◆ **WORK REQUIRED**
Return each line of the records holding the string "back".

◆ **LISTED RECORDS**
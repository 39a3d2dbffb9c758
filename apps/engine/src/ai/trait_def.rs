//! Decision provider trait definition.

use std::fmt;

use async_trait::async_trait;
use thiserror::Error;

use crate::domain::action::Action;
use crate::domain::player_view::PlayerView;

/// Errors a provider may report instead of a candidate.
///
/// None of these reach the game: the action gate retries and then falls back.
#[derive(Debug, Clone, PartialEq, Eq, Error)]
pub enum AiError {
    /// Provider gave up on its own deadline
    #[error("AI decision timeout")]
    Timeout,
    /// Provider encountered an internal error
    #[error("AI internal error: {0}")]
    Internal(String),
    /// Provider could not find a move it considers valid
    #[error("AI invalid move: {0}")]
    InvalidMove(String),
    /// Provider could not interpret its own output
    #[error("AI parse error: {0}")]
    Parse(String),
}

/// What a provider hands back for validation.
#[derive(Debug, Clone, PartialEq, Eq)]
pub enum Candidate {
    /// An already-structured action.
    Structured(Action),
    /// Raw text for the gate's minimal grammar (`CHALLENGE` / `BID <q> <f>`).
    Text(String),
}

impl Candidate {
    pub fn text(text: impl Into<String>) -> Self {
        Candidate::Text(text.into())
    }
}

impl From<Action> for Candidate {
    fn from(action: Action) -> Self {
        Candidate::Structured(action)
    }
}

/// Why the gate refused an attempt.
#[derive(Debug, Clone, PartialEq, Eq)]
pub enum RejectReason {
    /// No answer within the time budget.
    Timeout,
    /// The provider returned an error or its task died.
    ProviderFailure(String),
    /// Text output did not match the grammar.
    Parse(String),
    /// Well-formed but not legal on this table.
    Illegal(String),
}

impl fmt::Display for RejectReason {
    fn fmt(&self, f: &mut fmt::Formatter<'_>) -> fmt::Result {
        match self {
            RejectReason::Timeout => write!(f, "no answer within the time budget"),
            RejectReason::ProviderFailure(msg) => write!(f, "provider failed: {msg}"),
            RejectReason::Parse(msg) => {
                write!(f, "unreadable answer ({msg}); reply CHALLENGE or BID <quantity> <face>")
            }
            RejectReason::Illegal(msg) => write!(f, "illegal action: {msg}"),
        }
    }
}

/// A rejected attempt, passed back to the provider on retry.
#[derive(Debug, Clone, PartialEq, Eq)]
pub struct Rejection {
    /// 1-based attempt number that was rejected.
    pub attempt: u32,
    pub reason: RejectReason,
}

impl fmt::Display for Rejection {
    fn fmt(&self, f: &mut fmt::Formatter<'_>) -> fmt::Result {
        write!(f, "attempt {} rejected: {}", self.attempt, self.reason)
    }
}

/// Trait for decision providers (bots, models, remote services).
///
/// Implementations receive the view of the player whose turn it is and
/// return a candidate action. They are untrusted: output is validated by the
/// action gate, which runs each call on its own thread and runtime and stops
/// waiting once the time budget is spent. Blocking inside `propose` is
/// allowed; it only ties up that call's thread.
///
/// Calls are independent; the engine never relies on provider-side memory.
#[async_trait]
pub trait DecisionProvider: Send + Sync {
    /// Stable name used in logs.
    fn name(&self) -> &str;

    /// Propose an action. `previous` describes why the last attempt in this
    /// turn was rejected, if any.
    async fn propose(
        &self,
        view: &PlayerView,
        previous: Option<&Rejection>,
    ) -> Result<Candidate, AiError>;
}
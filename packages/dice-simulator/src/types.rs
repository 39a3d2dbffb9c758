//! Shared types for the simulator.

use clap::ValueEnum;

#[derive(Debug, Clone, ValueEnum)]
pub enum OutputFormat {
    Jsonl,
    None,
}
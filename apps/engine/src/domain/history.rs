//! Append-only event records kept by the round state machine.
//!
//! The log is public information: it never contains a player's hidden dice.
//! It serializes as an ordered JSON array for replay and debugging.

use serde::{Deserialize, Serialize};

use crate::domain::bidding::Bid;
use crate::domain::state::PlayerId;

#[derive(Debug, Clone, PartialEq, Eq, Serialize, Deserialize)]
#[serde(tag = "event", rename_all = "snake_case")]
pub enum HistoryEvent {
    RoundStarted {
        round_no: u32,
        opener: PlayerId,
        dice_counts: Vec<u32>,
    },
    BidPlaced {
        round_no: u32,
        bid: Bid,
    },
    ChallengeResolved {
        round_no: u32,
        challenger: PlayerId,
        bid: Bid,
        actual_count: u32,
        bid_stands: bool,
        loser: PlayerId,
    },
    PlayerEliminated {
        round_no: u32,
        player: PlayerId,
    },
    GameOver {
        round_no: u32,
        winner: PlayerId,
    },
}

impl HistoryEvent {
    pub fn round_no(&self) -> u32 {
        match self {
            HistoryEvent::RoundStarted { round_no, .. }
            | HistoryEvent::BidPlaced { round_no, .. }
            | HistoryEvent::ChallengeResolved { round_no, .. }
            | HistoryEvent::PlayerEliminated { round_no, .. }
            | HistoryEvent::GameOver { round_no, .. } => *round_no,
        }
    }
}

/// The last `window` events, oldest first.
pub fn recent(history: &[HistoryEvent], window: usize) -> &[HistoryEvent] {
    &history[history.len().saturating_sub(window)..]
}
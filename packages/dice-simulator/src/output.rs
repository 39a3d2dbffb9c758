//! Output writers for simulation results.

use std::fs::{File, OpenOptions};
use std::io::{BufWriter, Write};
use std::path::{Path, PathBuf};

use flate2::write::GzEncoder;
use flate2::Compression;

use crate::metrics::{CsvSummaryRow, GameMetrics};
use crate::types::OutputFormat;

pub struct OutputWriter {
    jsonl_writer: Option<Box<dyn Write + Send>>,
    csv_writer: csv::Writer<BufWriter<File>>,
    jsonl_path: Option<PathBuf>,
    csv_path: PathBuf,
}

impl OutputWriter {
    pub fn new(
        output_dir: &str,
        format: &OutputFormat,
        compress: bool,
    ) -> Result<Self, Box<dyn std::error::Error>> {
        let dir = Path::new(output_dir);
        std::fs::create_dir_all(dir)?;

        let timestamp = time::OffsetDateTime::now_utc()
            .format(&time::format_description::well_known::Iso8601::DEFAULT)
            .unwrap_or_else(|_| "unknown".to_string())
            .replace(':', "-");

        let (jsonl_writer, jsonl_path) = match format {
            OutputFormat::Jsonl => {
                let filename = format!("dice_{timestamp}.jsonl");
                if compress {
                    let gz_path = dir.join(format!("{filename}.gz"));
                    let writer: Box<dyn Write + Send> = Box::new(BufWriter::new(GzEncoder::new(
                        File::create(&gz_path)?,
                        Compression::default(),
                    )));
                    (Some(writer), Some(gz_path))
                } else {
                    let path = dir.join(&filename);
                    let file = OpenOptions::new()
                        .create(true)
                        .write(true)
                        .truncate(true)
                        .open(&path)?;
                    let writer: Box<dyn Write + Send> = Box::new(BufWriter::new(file));
                    (Some(writer), Some(path))
                }
            }
            OutputFormat::None => (None, None),
        };

        // The CSV summary is always written; its header comes from CsvSummaryRow.
        let csv_path = dir.join(format!("dice_{timestamp}_summary.csv"));
        let csv_file = OpenOptions::new()
            .create(true)
            .write(true)
            .truncate(true)
            .open(&csv_path)?;
        let csv_writer = csv::Writer::from_writer(BufWriter::new(csv_file));

        Ok(Self {
            jsonl_writer,
            csv_writer,
            jsonl_path,
            csv_path,
        })
    }

    pub fn write_game(&mut self, metrics: &GameMetrics) -> Result<(), Box<dyn std::error::Error>> {
        if let Some(ref mut writer) = self.jsonl_writer {
            let json = serde_json::to_string(metrics)?;
            writeln!(writer, "{json}")?;
        }

        let row: CsvSummaryRow = metrics.into();
        self.csv_writer.serialize(&row)?;
        Ok(())
    }

    pub fn finish(mut self) -> Result<(), Box<dyn std::error::Error>> {
        if let Some(ref mut writer) = self.jsonl_writer {
            writer.flush()?;
        }
        self.csv_writer.flush()?;
        Ok(())
    }

    pub fn output_paths(&self) -> (Option<&PathBuf>, &PathBuf) {
        (self.jsonl_path.as_ref(), &self.csv_path)
    }
}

◆ **RESPONSE**
/// None of these reach the game: the action gate retries and then falls back.
/// What a provider hands back for validation.
/// A rejected attempt, passed back to the provider on retry.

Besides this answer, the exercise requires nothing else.